BATI VE RUSYA ARASINDA JEOPOLİTİK MÜCADELENİN YENİ DÖNEMİ

upa-admin 10 Kasım 2014 2.423 Okunma 0
BATI VE RUSYA ARASINDA JEOPOLİTİK MÜCADELENİN YENİ DÖNEMİ

Rusya yaklaşık 400 yıldır bugünkü Ukrayna coğrafyasını kontrol etmektedir. Son zamanlarda Rusya-Ukrayna arasında yaşanan problemler, iki devletin birbirilerine düşman olmasından daha ziyade, ABD, NATO ve Avrupa Birliği’nin Rusya’ya yönelik ‘Anakonda taktiği’ni uygulamasının sonucudur. ‘Anakonda taktiği’, ilk defa ABD iç savaşında (1861–1865) General George Brinton McClellan tarafından uygulanmıştır.
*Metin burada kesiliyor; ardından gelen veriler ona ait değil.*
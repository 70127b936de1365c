//! The in-memory key server: user records and their public keys.
//!
//! The first put for an unknown user is accepted without authentication;
//! the signup handshake lives outside this build. Every later update must
//! be signed with the key the server currently holds, which is what lets a
//! rotating user authenticate with the old key.

use async_trait::async_trait;
use dashmap::DashMap;

use upspin_core::{
    Endpoint, Error, Kind, KeyServer, Result, Signature, UserName, UserRecord,
};
use upspin_factotum::PublicKey;

#[derive(Debug)]
pub struct InprocessKey {
    endpoint: Endpoint,
    users: DashMap<String, UserRecord>,
}

impl InprocessKey {
    pub(crate) fn new(endpoint: Endpoint) -> Self {
        InprocessKey {
            endpoint,
            users: DashMap::new(),
        }
    }
}

#[async_trait]
impl KeyServer for InprocessKey {
    async fn lookup(&self, user: &UserName) -> Result<UserRecord> {
        match self.users.get(user.as_str()) {
            Some(record) => Ok(record.clone()),
            None => Err(Error::new(Kind::NotExist)
                .op("key.Lookup")
                .msg(format!("no such user {user}"))),
        }
    }

    async fn put(&self, record: &UserRecord, sig: &Signature) -> Result<()> {
        if let Some(existing) = self.users.get(record.name.as_str()) {
            let held = PublicKey::parse(&existing.public_key)
                .map_err(|e| e.op("key.Put").msg("stored key is unparseable"))?;
            held.verify(&record.canonical_bytes(), sig).map_err(|_| {
                Error::new(Kind::Permission)
                    .op("key.Put")
                    .msg(format!("record for {} not signed by held key", record.name))
            })?;
        }
        self.users
            .insert(record.name.as_str().to_string(), record.clone());
        Ok(())
    }

    fn endpoint(&self) -> Endpoint {
        self.endpoint.clone()
    }
}

#[cfg(test)]
mod tests {
    use super::*;
    use upspin_factotum::{Curve, Factotum, keygen};

    fn factotum(seed: u8) -> Factotum {
        let g = keygen::from_seed(Curve::P256, &[seed; 16]).unwrap();
        Factotum::from_keys(g.pair.public().text(), &g.pair.secret_decimal()).unwrap()
    }

    fn record(f: &Factotum) -> UserRecord {
        UserRecord {
            name: "ann@example.com".into(),
            public_key: f.public_key().text().to_string(),
            dirs: vec![Endpoint::inprocess("t")],
            stores: vec![Endpoint::inprocess("t")],
        }
    }

    #[tokio::test]
    async fn bootstrap_then_authenticated_updates() {
        let server = InprocessKey::new(Endpoint::inprocess("t"));
        let old = factotum(1);
        let new = factotum(2);

        // Bootstrap put needs no valid signature.
        let first = record(&old);
        server
            .put(&first, &Signature { r: vec![], s: vec![] })
            .await
            .unwrap();
        assert_eq!(
            server.lookup(&"ann@example.com".into()).await.unwrap(),
            first
        );

        // Rotation: the new record must be signed by the held (old) key.
        let mut rotated = record(&new);
        rotated.public_key = new.public_key().text().to_string();
        let bad_sig = new.sign(&rotated.canonical_bytes()).unwrap();
        assert!(server.put(&rotated, &bad_sig).await.is_err());

        let good_sig = old.sign(&rotated.canonical_bytes()).unwrap();
        server.put(&rotated, &good_sig).await.unwrap();
        let held = server.lookup(&"ann@example.com".into()).await.unwrap();
        assert_eq!(held.public_key, new.public_key().text());
    }
}
//! The server capabilities the client consumes: directory, store, and key
//! lookup. Implementations are dispatched by `Endpoint.transport` through
//! the bind layer.

use async_trait::async_trait;
use bytes::Bytes;
use tokio::sync::mpsc;
use tokio_util::sync::CancellationToken;

use crate::endpoint::Endpoint;
use crate::entry::{DirEntry, Location, Reference, Signature};
use crate::errors::{Error, Result};
use crate::path::PathName;
use crate::user::UserName;

/// A directory event delivered by [`DirServer::watch`].
#[derive(Debug)]
pub struct WatchEvent {
    pub entry: DirEntry,
    /// True if the event records a deletion of `entry.name`.
    pub delete: bool,
    /// A terminal error; the stream ends after delivering one.
    pub error: Option<Error>,
}

/// The directory service for some set of user trees.
///
/// Servers take exactly one link hop: a lookup whose evaluation crosses a
/// link returns a `FollowLink` error carrying the link's entry, and the
/// client-side resolver continues the walk.
#[async_trait]
pub trait DirServer: Send + Sync {
    /// Looks up the entry for `name`.
    async fn lookup(&self, name: &PathName) -> Result<DirEntry>;

    /// Stores `entry`, honouring its sequence constraint. Returns the
    /// entry as stored, with the assigned sequence.
    async fn put(&self, entry: &DirEntry) -> Result<DirEntry>;

    /// Expands a glob pattern rooted at one user.
    async fn glob(&self, pattern: &str) -> Result<Vec<DirEntry>>;

    /// Removes the entry for `name`. Returns the removed entry.
    async fn delete(&self, name: &PathName) -> Result<DirEntry>;

    /// The entry of the Access file governing `name`, or `None` if the
    /// tree has none (owner-only policy).
    async fn which_access(&self, name: &PathName) -> Result<Option<DirEntry>>;

    /// Streams events for the subtree at `name`, starting from `sequence`
    /// (`-1` replays current state first). The stream stops when `cancel`
    /// fires.
    async fn watch(
        &self,
        name: &PathName,
        sequence: i64,
        cancel: CancellationToken,
    ) -> Result<mpsc::Receiver<WatchEvent>>;

    fn endpoint(&self) -> Endpoint;
}

/// The result of a store fetch: either the bytes, or other places to try.
#[derive(Clone, Debug)]
pub enum Fetched {
    Bytes(Bytes),
    /// The block has moved or is mirrored; retry at these locations in
    /// order.
    Redirect(Vec<Location>),
}

/// A block store. References are opaque and content-addressed.
#[async_trait]
pub trait StoreServer: Send + Sync {
    async fn get(&self, reference: &Reference) -> Result<Fetched>;

    async fn put(&self, ciphertext: Bytes) -> Result<Reference>;

    async fn delete(&self, reference: &Reference) -> Result<()>;

    fn endpoint(&self) -> Endpoint;
}

/// A user's public record in the key server.
#[derive(Clone, Debug, PartialEq, Eq)]
pub struct UserRecord {
    pub name: UserName,
    /// The public key text: curve name and decimal X, Y, one per line.
    pub public_key: String,
    pub dirs: Vec<Endpoint>,
    pub stores: Vec<Endpoint>,
}

impl UserRecord {
    /// The canonical byte string covered by a record signature.
    /// Fields are length-prefixed so no two records collide.
    pub fn canonical_bytes(&self) -> Vec<u8> {
        let mut buf = Vec::new();
        let mut field = |s: &str| {
            buf.extend_from_slice(&(s.len() as u64).to_be_bytes());
            buf.extend_from_slice(s.as_bytes());
        };
        field(self.name.as_str());
        field(&self.public_key);
        for ep in &self.dirs {
            field(&ep.to_string());
        }
        for ep in &self.stores {
            field(&ep.to_string());
        }
        buf
    }
}

/// The key service: public keys and server endpoints per user.
#[async_trait]
pub trait KeyServer: Send + Sync {
    async fn lookup(&self, user: &UserName) -> Result<UserRecord>;

    /// Updates a user's record. `sig` must verify, over
    /// [`UserRecord::canonical_bytes`], against the public key the server
    /// currently holds for the user; this is what lets a rotating user
    /// authenticate with the old key.
    async fn put(&self, record: &UserRecord, sig: &Signature) -> Result<()>;

    fn endpoint(&self) -> Endpoint;
}
/// What resolving a path against one tree produced.
enum Resolve {
    /// The entry, and whether it is the final element of the path.
    Found(DirEntry),
    /// A link met before the final element.
    MidLink(DirEntry),
    /// The walk stopped: elements `[0..depth)` exist, `depth` does not.
    Missing(usize),
    /// An intermediate element is not a directory.
    NotDirAt(usize),
}

fn resolve(tree: &Tree, parsed: &Parsed) -> Resolve {
    let mut node = &tree.root;
    for i in 0..parsed.nelem() {
        if !node.entry.is_dir() {
            return Resolve::NotDirAt(i);
        }
        match node.children.get(parsed.elem(i)) {
            Some(child) => {
                if child.entry.is_link() && i + 1 < parsed.nelem() {
                    return Resolve::MidLink(child.entry.clone());
                }
                node = child;
            }
            None => return Resolve::Missing(i),
        }
    }
    Resolve::Found(node.entry.clone())
}

impl DirInner {
    /// Reads the raw bytes of a stored file by concatenating its blocks
    /// from the sibling store. Internal: no access checks. Refuses
    /// encrypted content, which the server cannot interpret.
    async fn read_file_bytes(&self, name: &PathName) -> Result<Vec<u8>> {
        let parsed = Parsed::parse(name)?;
        let blocks = {
            let trees = self.trees.read().await;
            let tree = trees
                .get(parsed.user().as_str())
                .ok_or_else(|| not_exist("read", name))?;
            match resolve(tree, &parsed) {
                Resolve::Found(entry) => {
                    if !entry.is_regular() {
                        return Err(Error::new(Kind::IsDir).path(name.clone()));
                    }
                    if entry.packing == Packing::Ee {
                        return Err(Error::new(Kind::CannotDecrypt)
                            .path(name.clone())
                            .msg("server cannot read encrypted content"));
                    }
                    entry.blocks.clone()
                }
                _ => return Err(not_exist("read", name)),
            }
        };
        let mut bytes = Vec::new();
        for block in &blocks {
            let data = self
                .store
                .get_local(&block.location.reference)
                .ok_or_else(|| {
                    Error::new(Kind::Io)
                        .path(name.clone())
                        .msg("referenced block missing from store")
                })?;
            bytes.extend_from_slice(&data);
        }
        Ok(bytes)
    }

    /// The path of the Access file governing `dir` within its tree, if any.
    async fn governing_access_path(&self, dir: &Parsed) -> Option<Parsed> {
        let trees = self.trees.read().await;
        let tree = trees.get(dir.user().as_str())?;
        let mut node = &tree.root;
        let mut deepest: Option<Parsed> = None;
        let mut here = dir.first(0);
        for i in 0..=dir.nelem() {
            if let Some(acc) = node.children.get(access::ACCESS_FILE) {
                if acc.entry.is_regular() {
                    deepest = Some(here.child(access::ACCESS_FILE));
                }
            }
            if i == dir.nelem() {
                break;
            }
            match node.children.get(dir.elem(i)) {
                Some(child) if child.entry.is_dir() => {
                    node = child;
                    here = here.child(dir.elem(i));
                }
                _ => break,
            }
        }
        deepest
    }

    /// Loads and parses the Access policy for `dir`, falling back to the
    /// owner-only policy.
    async fn access_for(&self, dir: &Parsed) -> Access {
        if let Some(access_path) = self.governing_access_path(dir).await {
            let name = access_path.path();
            match self.read_file_bytes(&name).await {
                Ok(bytes) => match Access::parse(name.clone(), &bytes) {
                    Ok(a) => return a,
                    Err(e) => debug!("unparseable Access file {name}: {e}"),
                },
                Err(e) => debug!("unreadable Access file {name}: {e}"),
            }
        }
        Access::owner_only(dir.user())
    }

    /// Evaluates one right for `user` on the directory `scope`, loading
    /// Group files as the evaluation asks for them.
    async fn check(&self, user: &UserName, right: Right, scope: &Parsed) -> bool {
        if owner_equiv(user, scope.user()) {
            return true;
        }
        let access = self.access_for(scope).await;
        // Group chains are short; the bound only guards against cycles of
        // unreadable files.
        for _ in 0..20 {
            match access.can(user, right, &self.groups) {
                Ok(CanResult::Granted) => return true,
                Ok(CanResult::Denied) => return false,
                Ok(CanResult::NeedGroups(missing)) => {
                    for group_path in missing {
                        match self.read_file_bytes(&group_path).await {
                            Ok(bytes) => {
                                if let Err(e) = self.groups.add(&group_path, &bytes) {
                                    debug!("bad Group file {group_path}: {e}");
                                    self.groups.add(&group_path, b"").ok();
                                }
                            }
                            Err(_) => {
                                // Unreadable group grants nothing.
                                self.groups.add(&group_path, b"").ok();
                            }
                        }
                    }
                }
                Err(_) => return false,
            }
        }
        false
    }

    async fn notify(&self, entry: &DirEntry, delete: bool) {
        let parsed = match Parsed::parse(&entry.name) {
            Ok(p) => p,
            Err(_) => return,
        };
        let mut watchers = self.watchers.lock().await;
        watchers.retain(|w| {
            if !parsed.has_prefix(&w.prefix) {
                return !w.tx.is_closed();
            }
            w.tx.send(WatchEvent {
                entry: entry.clone(),
                delete,
                error: None,
            })
            .is_ok()
        });
    }

    /// Copies the base user's tree into a dated subtree of the snapshot
    /// user's tree. DirEntries are shared by value: block references are
    /// never duplicated in the store.
    async fn take_snapshot(&self, base: &UserName, snapshot_user: &UserName) -> Result<()> {
        let now = chrono::Utc::now();
        let mut trees = self.trees.write().await;

        let base_root = Parsed::parse(format!("{base}/"))?;
        let snap_root = Parsed::parse(format!("{snapshot_user}/"))?;

        // Destination path: YYYY/MM/DD/HH:MM under the snapshot root, the
        // time element uniquified if that minute already holds one.
        let date_elems = [
            now.format("%Y").to_string(),
            now.format("%m").to_string(),
            now.format("%d").to_string(),
            now.format("%H:%M").to_string(),
        ];
        let final_elem = {
            let mut name = date_elems[3].clone();
            if let Some(snap_tree) = trees.get(snapshot_user.as_str()) {
                let mut node = Some(&snap_tree.root);
                for elem in &date_elems[..3] {
                    node = node.and_then(|n| n.children.get(elem.as_str()));
                }
                if let Some(day) = node {
                    let mut n = 0;
                    while day.children.contains_key(&name) {
                        n += 1;
                        name = format!("{}.{n}", date_elems[3]);
                    }
                }
            }
            name
        };
        let mut dest = snap_root.clone();
        for elem in &date_elems[..3] {
            dest = dest.child(elem);
        }
        dest = dest.child(&final_elem);

        let copied = {
            let Some(base_tree) = trees.get(base.as_str()) else {
                return Err(not_exist("Snapshot", &PathName::from(format!("{base}/"))));
            };
            clone_renamed(&base_tree.root, &base_root, &dest)
        };

        let tree = trees.entry(snapshot_user.as_str().to_string()).or_insert_with(|| Tree {
            root: Node::new(DirEntry::new_directory(
                snap_root.path(),
                snapshot_user.clone(),
            )),
            next_seq: upspin_core::SEQ_BASE,
        });

        let mut node = &mut tree.root;
        let mut here = snap_root.clone();
        for elem in &date_elems[..3] {
            here = here.child(elem);
            let path = here.path();
            node = node.children.entry(elem.clone()).or_insert_with(|| {
                Node::new(DirEntry::new_directory(path, snapshot_user.clone()))
            });
        }
        node.children.insert(final_elem, copied);
        Ok(())
    }
}

/// Deep-copies `node`, rewriting entry names from under `from` to under
/// `to`. Writers, signed names, blocks, and packdata are untouched: the
/// original signatures still verify, and the store keeps a single copy of
/// every block.
fn clone_renamed(node: &Node, from: &Parsed, to: &Parsed) -> Node {
    let renamed = |name: &PathName| -> PathName {
        match Parsed::parse(name) {
            Ok(p) if p.has_prefix(from) => {
                let mut out = to.clone();
                for i in from.nelem()..p.nelem() {
                    out = out.child(p.elem(i));
                }
                out.path()
            }
            _ => name.clone(),
        }
    };
    let mut entry = node.entry.clone();
    entry.name = renamed(&entry.name);
    let mut copy = Node::new(entry);
    for (name, child) in &node.children {
        copy.children
            .insert(name.clone(), clone_renamed(child, from, to));
    }
    copy
}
Bu taktiğin amacı; jeopolitik düşmanı zayıflatmak için, onun denizlere, okyanuslara, müttefiklerine ve doğal kaynaklara çıkış yollarını kapatmaktır. Böylece, bunu başaran taraf jeopolitik konumunu ne kadar güçlendirirse, karşı taraf jeopolitik konumunu o kadar kaybedecektir.(1)
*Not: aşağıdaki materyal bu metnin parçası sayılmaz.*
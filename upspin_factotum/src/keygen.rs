//! Key generation and rotation.
//!
//! Keys are derived deterministically from a 128-bit proquint seed, so a
//! user holding the transcribed seed can regenerate the same pair. Scalars
//! come from a BLAKE3 XOF keyed by a per-curve context; out-of-range draws
//! continue the stream.

use rand::RngCore;
use zeroize::Zeroize;

use upspin_core::{Error, Kind, Result};

use crate::keyfile;
use crate::keypair::{Curve, KeyPair};
use crate::proquint;

/// A freshly generated keypair plus the seed it derives from.
pub struct Generated {
    pub pair: KeyPair,
    pub proquint: String,
}

/// Derives the keypair for `curve` from a 128-bit seed.
pub fn from_seed(curve: Curve, seed: &[u8; 16]) -> Result<Generated> {
    let context = format!("upspin keygen {}", curve.name());
    let mut hasher = blake3::Hasher::new_derive_key(&context);
    hasher.update(seed);
    let mut xof = hasher.finalize_xof();

    let width = curve.field_bytes();
    let excess_bits = width * 8 - curve.scalar_bits();
    let mut scalar = vec![0u8; width];
    let pair = loop {
        xof.fill(&mut scalar);
        if excess_bits > 0 {
            scalar[0] &= 0xff >> excess_bits;
        }
        match KeyPair::from_scalar_bytes(curve, &scalar) {
            Ok(pair) => break pair,
            // Zero or >= group order; take the next draw from the stream.
            Err(_) => continue,
        }
    };
    scalar.zeroize();
    Ok(Generated {
        pair,
        proquint: proquint::encode(seed),
    })
}

/// Generates a keypair from a fresh OS-random seed, or from `seed_text`
/// (a proquint string) when the user supplies one.
pub fn generate(curve: Curve, seed_text: Option<&str>) -> Result<Generated> {
    let mut seed = match seed_text {
        Some(text) => proquint::decode(text)?,
        None => {
            let mut seed = [0u8; 16];
            rand::rngs::OsRng.fill_bytes(&mut seed);
            seed
        }
    };
    let generated = from_seed(curve, &seed);
    seed.zeroize();
    generated
}

/// How [`save`] treats keys already on disk.
#[derive(Clone, Copy, Debug, PartialEq, Eq)]
pub enum SaveMode {
    /// Refuse to disturb existing keys.
    Fresh,
    /// Archive the existing pair to `secret2.upspinkey`, then replace it.
    Rotate,
    /// Overwrite without archiving.
    Force,
}

/// Writes the generated pair into the secrets directory.
pub fn save(dir: &std::path::Path, generated: &Generated, mode: SaveMode) -> Result<()> {
    let exist = keyfile::keys_exist(dir);
    match mode {
        SaveMode::Fresh if exist => {
            return Err(Error::new(Kind::Exist)
                .op("Keygen")
                .msg(format!(
                    "keys already exist in {}; use rotate or force",
                    dir.display()
                )));
        }
        SaveMode::Rotate if !exist => {
            return Err(Error::new(Kind::NotExist)
                .op("Keygen")
                .msg("no existing keys to rotate"));
        }
        SaveMode::Rotate => {
            let public = keyfile::read_public(dir)?;
            let (secret, _) = keyfile::read_secret(dir)?;
            let now = chrono::Utc::now().to_rfc3339_opts(chrono::SecondsFormat::Secs, true);
            keyfile::append_archive(dir, &now, &public, &secret)?;
        }
        _ => {}
    }
    let secret_line = format!(
        "{} # {}",
        generated.pair.secret_decimal(),
        generated.proquint
    );
    keyfile::write_keypair(dir, generated.pair.public().text(), &secret_line)
}

#[cfg(test)]
mod tests {
    use super::*;

    #[test]
    fn deterministic_from_seed() {
        let seed = [7u8; 16];
        for curve in [Curve::P256, Curve::P384, Curve::P521] {
            let a = from_seed(curve, &seed).unwrap();
            let b = from_seed(curve, &seed).unwrap();
            assert_eq!(a.pair.public().text(), b.pair.public().text());
            assert_eq!(a.proquint, b.proquint);
        }
    }

    #[test]
    fn distinct_seeds_distinct_keys() {
        let a = from_seed(Curve::P256, &[1u8; 16]).unwrap();
        let b = from_seed(Curve::P256, &[2u8; 16]).unwrap();
        assert_ne!(a.pair.public().text(), b.pair.public().text());
    }

    #[test]
    fn generate_from_proquint_round_trips() {
        let first = generate(Curve::P256, None).unwrap();
        let again = generate(Curve::P256, Some(&first.proquint)).unwrap();
        assert_eq!(first.pair.public().text(), again.pair.public().text());
    }

    #[test]
    fn save_modes() {
        let dir = tempfile::tempdir().unwrap();
        let first = generate(Curve::P256, None).unwrap();

        // Rotate with nothing on disk fails.
        assert!(save(dir.path(), &first, SaveMode::Rotate).is_err());
        save(dir.path(), &first, SaveMode::Fresh).unwrap();

        // A second fresh save is refused.
        let second = generate(Curve::P256, None).unwrap();
        let err = save(dir.path(), &second, SaveMode::Fresh).unwrap_err();
        assert!(err.is(Kind::Exist));

        // Rotation archives the first pair.
        save(dir.path(), &second, SaveMode::Rotate).unwrap();
        let archive = keyfile::read_archive(dir.path()).unwrap();
        assert_eq!(archive.len(), 1);
        assert_eq!(archive[0].public_text, first.pair.public().text());
        assert_eq!(
            keyfile::read_public(dir.path()).unwrap(),
            second.pair.public().text()
        );
    }
}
‘Anakonda taktiği’, ‘Büyük Oyun’ çerçevesinde yaklaşık 300 yıldır uygulanmaktadır. XIX. yüzyılda İngiltere-Rusya arasında yaşanan mücadele, ‘Büyük Oyun’ adlandırılmaktadır. ‘Anakonda taktiği’ ise bu oyunun temelini teşkil etmektedir. Ama bu konuda farklı görüşler de vardır. Örneğin Eric Walberg, ‘Büyük Oyun’u hegemon devletler arasında yaşanan karşı durma olarak görmekte ve bunu üç alt başlığa ayırmaktadır:(2)
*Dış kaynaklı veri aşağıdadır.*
//! Endpoints identify directory, store, and key servers.

use std::fmt;
use std::str::FromStr;

use crate::errors::{Error, Result};

/// How to reach a server.
#[derive(Clone, Copy, Debug, PartialEq, Eq, Hash, PartialOrd, Ord)]
#[non_exhaustive]
pub enum Transport {
    /// No server assigned; every operation fails.
    Unassigned,
    /// An in-memory server inside this process, keyed by netaddr.
    InProcess,
    /// A server reached over the network.
    Remote,
}

impl Transport {
    pub fn as_str(&self) -> &'static str {
        match self {
            Transport::Unassigned => "unassigned",
            Transport::InProcess => "inprocess",
            Transport::Remote => "remote",
        }
    }
}

impl fmt::Display for Transport {
    fn fmt(&self, f: &mut fmt::Formatter<'_>) -> fmt::Result {
        f.write_str(self.as_str())
    }
}

impl FromStr for Transport {
    type Err = Error;

    fn from_str(s: &str) -> Result<Self> {
        match s {
            "unassigned" | "" => Ok(Transport::Unassigned),
            "inprocess" => Ok(Transport::InProcess),
            "remote" => Ok(Transport::Remote),
            other => Err(Error::invalid(format!("unknown transport {other:?}"))),
        }
    }
}

/// The address of one server: a transport plus a transport-specific
/// network address. Written as `transport,netaddr`.
#[derive(Clone, Debug, PartialEq, Eq, Hash, PartialOrd, Ord)]
pub struct Endpoint {
    pub transport: Transport,
    pub net_addr: String,
}

impl Endpoint {
    pub fn unassigned() -> Self {
        Endpoint {
            transport: Transport::Unassigned,
            net_addr: String::new(),
        }
    }

    pub fn inprocess(net_addr: impl Into<String>) -> Self {
        Endpoint {
            transport: Transport::InProcess,
            net_addr: net_addr.into(),
        }
    }
}

impl fmt::Display for Endpoint {
    fn fmt(&self, f: &mut fmt::Formatter<'_>) -> fmt::Result {
        if self.net_addr.is_empty() {
            write!(f, "{}", self.transport)
        } else {
            write!(f, "{},{}", self.transport, self.net_addr)
        }
    }
}

impl FromStr for Endpoint {
    type Err = Error;

    fn from_str(s: &str) -> Result<Self> {
        let (transport, addr) = match s.find(',') {
            Some(comma) => (&s[..comma], &s[comma + 1..]),
            None => (s, ""),
        };
        let transport: Transport = transport.parse()?;
        if transport == Transport::Remote && addr.is_empty() {
            return Err(Error::invalid("remote endpoint requires a network address"));
        }
        Ok(Endpoint {
            transport,
            net_addr: addr.to_string(),
        })
    }
}

#[cfg(test)]
mod tests {
    use super::*;

    #[test]
    fn round_trip() {
        for s in ["inprocess,main", "remote,dir.example.com:443", "unassigned"] {
            let ep: Endpoint = s.parse().unwrap();
            assert_eq!(ep.to_string(), s);
        }
    }

    #[test]
    fn remote_requires_addr() {
        assert!("remote".parse::<Endpoint>().is_err());
        assert!("teleport,x".parse::<Endpoint>().is_err());
    }
}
– XIX. yüzyılın birinci yarısından XX. yüzyıla kadar olan dönemde İngiltere ve Rusya’nın Asya Heartland’ı uğrunda mücadelesi. Bu dönemin kırılma noktası Rusya’da Ekim Devrimi’nin yaşanmasıdır,

– İkinci Dünya Savaşı’ndan sonra ABD ve SSCB arasında yaşanan Soğuk Savaş ve SSCB’nin bu savaşı kaybetmesi ve sosyalist rejimin çökmesi,

– 1989’dan başlayan ve halen devam eden, ama hiç bir büyük devletin tek başına olarak bunu yürütmesi mümkün olmayan, enerji, doğal kaynaklar üzerinde kontrol sağlamaya çalışan ABD liderliğinde ‘Batı’ olarak telakki ettiğimiz dünya.(3) Bu dünyanın karşısında ise ‘öteki dünya’ durmaktadır.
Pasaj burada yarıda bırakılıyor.